(Collected data entries)

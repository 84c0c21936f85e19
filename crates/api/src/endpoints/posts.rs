//! Post endpoints, including ratings and per-post comments.

use axum::{
    extract::{Path, Query, State},
    routing::{get, put},
    Json, Router,
};
use arcana_common::{AppError, AppResult};
use arcana_core::{CreateCommentInput, CreatePostInput, UpdatePostInput};
use arcana_db::{
    entities::post::{self, Category},
    repositories::{PostListFilter, PostSort},
};
use serde::{Deserialize, Serialize};

use crate::{
    extractors::{AuthUser, MaybeAuthUser, Pagination},
    middleware::AppState,
    response::{ok, ApiResponse, Page},
};

use super::comments::CommentResponse;

/// Post response.
#[derive(Debug, Serialize)]
#[serde(rename_all = "camelCase")]
pub struct PostResponse {
    pub id: String,
    pub author_id: String,
    pub title: String,
    pub preview_text: String,
    pub content: String,
    pub preview_image: Option<String>,
    pub rating: f64,
    pub comments_count: i32,
    pub views_count: i64,
    pub category: Category,
    pub accessibility: post::Accessibility,
    pub is_published: bool,
    pub created_at: String,
    pub updated_at: Option<String>,
}

impl From<post::Model> for PostResponse {
    fn from(post: post::Model) -> Self {
        Self {
            id: post.id,
            author_id: post.author_id,
            title: post.title,
            preview_text: post.preview_text,
            content: post.content,
            preview_image: post.preview_image,
            rating: post.rating,
            comments_count: post.comments_count,
            views_count: post.views_count,
            category: post.category,
            accessibility: post.accessibility,
            is_published: post.is_published,
            created_at: post.created_at.to_rfc3339(),
            updated_at: post.updated_at.map(|t| t.to_rfc3339()),
        }
    }
}

/// Post detail response: the post plus rating context for the viewer.
#[derive(Debug, Serialize)]
#[serde(rename_all = "camelCase")]
pub struct PostDetailResponse {
    #[serde(flatten)]
    pub post: PostResponse,
    pub ratings_count: u64,
    pub own_rating: Option<f64>,
}

/// Post listing query.
#[derive(Debug, Default, Deserialize)]
#[serde(rename_all = "camelCase")]
pub struct ListQuery {
    pub category: Option<String>,
    pub search: Option<String>,
    pub sort: Option<String>,
}

/// Top listing query.
#[derive(Debug, Deserialize)]
#[serde(rename_all = "camelCase")]
pub struct TopQuery {
    #[serde(default = "default_top_limit")]
    pub limit: u64,
}

const fn default_top_limit() -> u64 {
    10
}

/// Rate request.
#[derive(Debug, Deserialize)]
#[serde(rename_all = "camelCase")]
pub struct RateRequest {
    pub value: f64,
}

/// Rate response: the stored rating plus the refreshed post aggregate.
#[derive(Debug, Serialize)]
#[serde(rename_all = "camelCase")]
pub struct RateResponse {
    pub post_id: String,
    pub value: f64,
    pub post_rating: f64,
}

fn build_filter(query: &ListQuery) -> AppResult<PostListFilter> {
    let category = match &query.category {
        Some(raw) => Some(
            Category::parse(raw)
                .ok_or_else(|| AppError::BadRequest(format!("Unknown category: {raw}")))?,
        ),
        None => None,
    };

    Ok(PostListFilter {
        category,
        search: query.search.clone().filter(|s| !s.is_empty()),
        sort: query.sort.as_deref().map(PostSort::parse).unwrap_or_default(),
    })
}

/// List published posts.
async fn list(
    State(state): State<AppState>,
    Query(pagination): Query<Pagination>,
    Query(query): Query<ListQuery>,
) -> AppResult<ApiResponse<Page<PostResponse>>> {
    let filter = build_filter(&query)?;
    let page = state
        .post_service
        .list(&filter, pagination.offset(), pagination.limit())
        .await?;

    Ok(ApiResponse::ok(Page {
        items: page.posts.into_iter().map(Into::into).collect(),
        total: page.total,
    }))
}

/// Create a post.
async fn create(
    AuthUser(user): AuthUser,
    State(state): State<AppState>,
    Json(input): Json<CreatePostInput>,
) -> AppResult<ApiResponse<PostResponse>> {
    let post = state.post_service.create(&user.id, input).await?;
    Ok(ApiResponse::ok(post.into()))
}

/// Top published posts by rating.
async fn top(
    State(state): State<AppState>,
    Query(query): Query<TopQuery>,
) -> AppResult<ApiResponse<Vec<PostResponse>>> {
    let posts = state.post_service.top(query.limit.min(100)).await?;
    Ok(ApiResponse::ok(posts.into_iter().map(Into::into).collect()))
}

/// Get a post.
async fn show(
    MaybeAuthUser(viewer): MaybeAuthUser,
    State(state): State<AppState>,
    Path(id): Path<String>,
) -> AppResult<ApiResponse<PostDetailResponse>> {
    let post = state.post_service.get(&id, viewer.as_ref()).await?;

    let ratings_count = state.rating_service.count_for_post(&post.id).await?;
    let own_rating = match &viewer {
        Some(user) => state
            .rating_service
            .find_own(&user.id, &post.id)
            .await?
            .map(|r| r.value),
        None => None,
    };

    Ok(ApiResponse::ok(PostDetailResponse {
        post: post.into(),
        ratings_count,
        own_rating,
    }))
}

/// Update a post.
async fn update(
    AuthUser(user): AuthUser,
    State(state): State<AppState>,
    Path(id): Path<String>,
    Json(input): Json<UpdatePostInput>,
) -> AppResult<ApiResponse<PostResponse>> {
    let post = state.post_service.update(&id, &user, input).await?;
    Ok(ApiResponse::ok(post.into()))
}

/// Delete a post.
async fn delete(
    AuthUser(user): AuthUser,
    State(state): State<AppState>,
    Path(id): Path<String>,
) -> AppResult<impl axum::response::IntoResponse> {
    state.post_service.delete(&id, &user).await?;
    Ok(ok())
}

/// Rate a post.
async fn rate(
    AuthUser(user): AuthUser,
    State(state): State<AppState>,
    Path(id): Path<String>,
    Json(req): Json<RateRequest>,
) -> AppResult<ApiResponse<RateResponse>> {
    let rating = state.rating_service.rate(&user.id, &id, req.value).await?;
    let post = state.post_service.peek(&id).await?;

    Ok(ApiResponse::ok(RateResponse {
        post_id: rating.post_id,
        value: rating.value,
        post_rating: post.rating,
    }))
}

/// Withdraw a rating.
async fn withdraw_rating(
    AuthUser(user): AuthUser,
    State(state): State<AppState>,
    Path(id): Path<String>,
) -> AppResult<impl axum::response::IntoResponse> {
    state.rating_service.withdraw(&user.id, &id).await?;
    Ok(ok())
}

/// A post's comment thread.
async fn comments(
    State(state): State<AppState>,
    Path(id): Path<String>,
) -> AppResult<ApiResponse<Vec<CommentResponse>>> {
    let thread = state.comment_service.thread(&id).await?;
    Ok(ApiResponse::ok(thread.into_iter().map(Into::into).collect()))
}

/// Comment on a post.
async fn create_comment(
    AuthUser(user): AuthUser,
    State(state): State<AppState>,
    Path(id): Path<String>,
    Json(input): Json<CreateCommentInput>,
) -> AppResult<ApiResponse<CommentResponse>> {
    let comment = state.comment_service.create(&user, &id, input).await?;
    Ok(ApiResponse::ok(comment.into()))
}

pub fn router() -> Router<AppState> {
    Router::new()
        .route("/", get(list).post(create))
        .route("/top", get(top))
        .route("/{id}", get(show).patch(update).delete(delete))
        .route("/{id}/rate", put(rate).delete(withdraw_rating))
        .route("/{id}/comments", get(comments).post(create_comment))
}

Task goal: From the records above, copy each line where the word "PostListFilter" can be found.

Reply to the exercise:
    repositories::{PostListFilter, PostSort},
fn build_filter(query: &ListQuery) -> AppResult<PostListFilter> {
    Ok(PostListFilter {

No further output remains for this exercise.